[Collected data]

=== Section Start ===

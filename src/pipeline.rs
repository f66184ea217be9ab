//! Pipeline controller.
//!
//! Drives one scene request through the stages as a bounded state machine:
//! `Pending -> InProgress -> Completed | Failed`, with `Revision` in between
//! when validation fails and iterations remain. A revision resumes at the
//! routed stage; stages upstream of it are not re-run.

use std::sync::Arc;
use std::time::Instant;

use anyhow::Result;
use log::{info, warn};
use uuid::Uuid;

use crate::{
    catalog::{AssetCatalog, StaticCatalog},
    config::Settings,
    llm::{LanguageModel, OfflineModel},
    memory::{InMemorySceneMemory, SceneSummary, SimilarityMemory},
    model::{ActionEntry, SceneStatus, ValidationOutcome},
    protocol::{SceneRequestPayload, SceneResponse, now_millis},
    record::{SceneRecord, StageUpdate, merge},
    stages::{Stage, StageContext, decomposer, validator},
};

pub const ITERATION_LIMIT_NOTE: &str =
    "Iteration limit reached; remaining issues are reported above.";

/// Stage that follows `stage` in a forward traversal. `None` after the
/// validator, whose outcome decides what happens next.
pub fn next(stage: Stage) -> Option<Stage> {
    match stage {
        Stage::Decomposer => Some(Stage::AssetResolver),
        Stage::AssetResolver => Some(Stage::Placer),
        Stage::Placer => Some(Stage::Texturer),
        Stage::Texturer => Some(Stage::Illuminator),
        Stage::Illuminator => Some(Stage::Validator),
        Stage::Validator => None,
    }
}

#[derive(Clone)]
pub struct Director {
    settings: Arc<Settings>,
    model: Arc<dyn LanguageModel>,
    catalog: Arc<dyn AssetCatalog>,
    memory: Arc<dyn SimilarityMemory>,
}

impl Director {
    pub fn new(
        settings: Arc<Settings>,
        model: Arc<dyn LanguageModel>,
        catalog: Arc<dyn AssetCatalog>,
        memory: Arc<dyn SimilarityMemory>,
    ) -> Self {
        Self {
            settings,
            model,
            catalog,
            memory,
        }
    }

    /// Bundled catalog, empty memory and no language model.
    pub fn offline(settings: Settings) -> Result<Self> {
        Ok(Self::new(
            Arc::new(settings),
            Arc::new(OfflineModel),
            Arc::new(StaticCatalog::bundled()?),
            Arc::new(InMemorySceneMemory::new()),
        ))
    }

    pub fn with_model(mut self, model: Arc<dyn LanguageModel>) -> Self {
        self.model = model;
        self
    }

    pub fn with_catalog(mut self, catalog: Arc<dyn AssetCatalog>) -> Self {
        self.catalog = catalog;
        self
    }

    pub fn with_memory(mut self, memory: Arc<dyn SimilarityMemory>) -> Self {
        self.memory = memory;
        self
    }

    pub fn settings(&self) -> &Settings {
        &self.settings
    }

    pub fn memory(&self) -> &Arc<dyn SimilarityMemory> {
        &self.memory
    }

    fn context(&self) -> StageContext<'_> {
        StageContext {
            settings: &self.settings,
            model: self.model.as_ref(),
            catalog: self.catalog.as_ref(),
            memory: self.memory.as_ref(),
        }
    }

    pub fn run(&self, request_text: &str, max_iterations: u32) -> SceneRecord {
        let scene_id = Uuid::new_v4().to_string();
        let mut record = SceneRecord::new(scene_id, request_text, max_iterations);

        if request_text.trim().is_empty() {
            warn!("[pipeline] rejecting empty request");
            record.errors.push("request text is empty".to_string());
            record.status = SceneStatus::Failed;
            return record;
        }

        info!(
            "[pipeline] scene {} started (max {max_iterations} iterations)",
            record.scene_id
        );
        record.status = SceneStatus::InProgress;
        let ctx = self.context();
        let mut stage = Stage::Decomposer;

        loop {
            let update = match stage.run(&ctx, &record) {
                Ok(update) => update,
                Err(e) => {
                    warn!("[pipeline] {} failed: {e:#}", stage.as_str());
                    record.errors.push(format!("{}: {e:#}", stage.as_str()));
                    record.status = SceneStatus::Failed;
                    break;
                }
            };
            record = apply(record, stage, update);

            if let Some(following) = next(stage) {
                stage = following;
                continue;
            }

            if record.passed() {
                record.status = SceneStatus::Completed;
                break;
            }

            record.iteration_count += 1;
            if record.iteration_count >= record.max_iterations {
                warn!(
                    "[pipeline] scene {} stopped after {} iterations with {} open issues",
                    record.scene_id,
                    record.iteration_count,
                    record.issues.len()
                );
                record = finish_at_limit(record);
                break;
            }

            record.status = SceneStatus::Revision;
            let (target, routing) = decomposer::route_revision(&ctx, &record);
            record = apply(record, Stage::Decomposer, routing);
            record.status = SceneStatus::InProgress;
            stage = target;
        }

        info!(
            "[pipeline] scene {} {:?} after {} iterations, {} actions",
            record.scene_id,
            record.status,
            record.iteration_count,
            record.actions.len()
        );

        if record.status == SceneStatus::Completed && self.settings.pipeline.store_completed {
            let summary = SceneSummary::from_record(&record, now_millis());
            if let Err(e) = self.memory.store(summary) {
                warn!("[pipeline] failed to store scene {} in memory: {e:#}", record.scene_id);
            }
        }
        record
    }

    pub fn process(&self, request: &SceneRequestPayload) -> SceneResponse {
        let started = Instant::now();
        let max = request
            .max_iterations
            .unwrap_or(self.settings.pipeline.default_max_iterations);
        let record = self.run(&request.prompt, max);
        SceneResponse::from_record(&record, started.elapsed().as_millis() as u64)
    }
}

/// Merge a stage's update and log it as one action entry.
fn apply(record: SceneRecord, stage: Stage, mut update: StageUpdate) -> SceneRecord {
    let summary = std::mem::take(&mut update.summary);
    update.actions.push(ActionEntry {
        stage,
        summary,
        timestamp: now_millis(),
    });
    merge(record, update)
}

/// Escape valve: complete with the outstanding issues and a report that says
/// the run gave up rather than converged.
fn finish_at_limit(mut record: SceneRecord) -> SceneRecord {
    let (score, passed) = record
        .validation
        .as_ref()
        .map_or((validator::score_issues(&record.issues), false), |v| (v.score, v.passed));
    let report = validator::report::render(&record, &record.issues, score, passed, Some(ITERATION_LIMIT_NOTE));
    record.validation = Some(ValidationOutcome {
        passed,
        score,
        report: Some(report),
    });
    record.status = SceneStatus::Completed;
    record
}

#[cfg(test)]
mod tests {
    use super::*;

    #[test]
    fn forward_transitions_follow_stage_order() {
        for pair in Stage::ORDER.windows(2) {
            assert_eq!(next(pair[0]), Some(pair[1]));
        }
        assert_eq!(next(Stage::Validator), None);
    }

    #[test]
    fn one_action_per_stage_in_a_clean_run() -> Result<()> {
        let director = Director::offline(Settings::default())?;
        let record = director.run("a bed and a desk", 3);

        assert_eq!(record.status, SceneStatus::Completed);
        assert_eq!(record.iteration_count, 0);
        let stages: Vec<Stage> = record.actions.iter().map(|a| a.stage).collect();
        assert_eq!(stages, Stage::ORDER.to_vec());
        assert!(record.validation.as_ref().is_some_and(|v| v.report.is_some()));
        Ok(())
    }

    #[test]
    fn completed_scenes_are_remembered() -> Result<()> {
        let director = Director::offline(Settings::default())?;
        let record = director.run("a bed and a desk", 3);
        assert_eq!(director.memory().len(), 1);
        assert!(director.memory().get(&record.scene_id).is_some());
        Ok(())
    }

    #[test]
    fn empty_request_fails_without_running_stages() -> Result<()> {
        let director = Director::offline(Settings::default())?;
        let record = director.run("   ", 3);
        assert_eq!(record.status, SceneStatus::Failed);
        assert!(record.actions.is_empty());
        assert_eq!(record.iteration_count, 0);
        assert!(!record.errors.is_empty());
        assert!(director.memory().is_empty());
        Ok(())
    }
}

=== Section End ===

■ WORK REQUIRED ■
When the word "StageContext" shows up in a line of the entries, report that line.

■ ANSWER SPACE ■
    stages::{Stage, StageContext, decomposer, validator},
    fn context(&self) -> StageContext<'_> {
        StageContext {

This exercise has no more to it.